Qualcuno può pensare che questa fondamentale incomunicabilità stia ad indicare che in fondo il Convegno - questo, come tanti altri - non è servito, non servirà a niente: è stato semplicemente quello che si dice una «belIa esperienza», una specie di ubriacatura di parole dalla quale occorre finalmente svegliarsi.
La realtà vera della vita e della storia non sta certo di casa nei convegni, neppure in quelli della Pro Civitate Christiana di Assisi. Quante volte ci siamo detti qualcosa di simile, ascoltando i fedeli accaldati e distratti negli abiti della festa, accostandoci a ricevere l'Eucarestia con altri estranei dalle mani di un vecchio prete: la vita vera, la storia umana è fuori!
Ebbene, proprio questo è stato il succo del Convegno di Assisi: la vita vera - Cristo, nostra vita - non abita nelle nostre chiese più di quanto non abiti in qualunque realtà umana emergente, e particolarmente nel mondo degli umili, degli emarginati, degli esclusi, cioè nel mondo di coloro che portano il peso del cambiamento che tutti ci coinvolge. Costoro oggi sono, per noi, Vangelo.

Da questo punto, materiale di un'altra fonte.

use clap::{Args, Parser, Subcommand};
use evidence_engine::error::AppError;

use crate::commands::{run_analyze, run_conditions, run_summary, AnalyzeArgs, SummaryArgs};
use crate::server;

#[derive(Parser, Debug)]
#[command(
    name = "Evidence Engine",
    about = "Analyze logged health observations against condition rating schedules",
    version
)]
struct Cli {
    #[command(subcommand)]
    command: Option<Command>,
}

#[derive(Subcommand, Debug)]
enum Command {
    /// Start the HTTP service (default command)
    Serve(ServeArgs),
    /// Analyze one condition from an observation file
    Analyze(AnalyzeArgs),
    /// Analyze every registered condition from an observation file
    Summary(SummaryArgs),
    /// List the registered conditions and their rating tiers
    Conditions,
}

#[derive(Args, Debug, Default)]
pub(crate) struct ServeArgs {
    /// Override the configured host for the HTTP server
    #[arg(long)]
    pub(crate) host: Option<String>,
    /// Override the configured port for the HTTP server
    #[arg(long)]
    pub(crate) port: Option<u16>,
}

pub(crate) async fn run() -> Result<(), AppError> {
    let cli = Cli::parse();
    let command = cli
        .command
        .unwrap_or_else(|| Command::Serve(ServeArgs::default()));

    match command {
        Command::Serve(args) => server::run(args).await,
        Command::Analyze(args) => run_analyze(args),
        Command::Summary(args) => run_summary(args),
        Command::Conditions => run_conditions(),
    }
}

Già sapevamo che nel più piccolo dei nostri fratelli dovevamo riconoscere il Signore, ma credevamo di doverlo avvicinare come il ricco che dona del suo - cioè del Vangelo a noi Chiesa affidato. Oggi stiamo invece lentamente comprendendo che dagli umili, dagli emarginati, dagli esclusi, persino per certi aspetti dai bambini, siamo noi a dover imparare, insieme al nuovo volto dell'uomo anche e soprattutto il nuovo volto di Dio incarnato nell'uomo. E questo, non una volta per tutte, ma di nuovo in ogni epoca storica, con tutte le lacerazioni e le sofferenze che la storia richiede.
E' stato detto ad Assisi che stiamo oggi attraversando - e lo sperimentiamo nelle nostre coscienze - un profondo movimento tellurico, al termine del quale tutte le componenti del Cristianesimo tradizionale, senza scomparire, si troveranno profondamente dislocate. Tale è infatti il passaggio dell'ottica ecc1esiocentrica - secondo la quale Dio ama il mondo mediante la Chiesa - all'ottica cosmocentrica, - secondo la quale il mondo è l'oggetto diretto dell'amore di Dio e la Chiesa non è altro che la comunità di coloro che riconoscono tale amore.
Ma che cosa significa questo, per la nostra vita di tutti i giorni? Schematizzando e senza alcuna pretesa di completezza, mettere il mondo al centro della nostra vita cristiana, significa in primo luogo sottolineare fortemente il valore evangelico di ogni realtà profana, abbandonare definitivamente la pretesa che ci siano realtà «più cristiane» di altre (come per es., la nostra civiltà occidentale o un certo assetto sociale legato alla proprietà privata dei mezzi di produzione), prestare attenzione senza pregiudizi moralistici ai movimenti della storia presente e ai gruppi umani che li portano avanti - categorie, ceti o classi sociali che siano. Nei rapporti interpersonali, ciò significa anche tra l'altro rifiutarsi di collaborare alla cosiddetta «promozione sociale» di questa o quella persona - cioè alla sua integrazione nel sistema, - per collaborare invece a far emergere i valori di cui essa sia portatrice e che il sistema rifiuta.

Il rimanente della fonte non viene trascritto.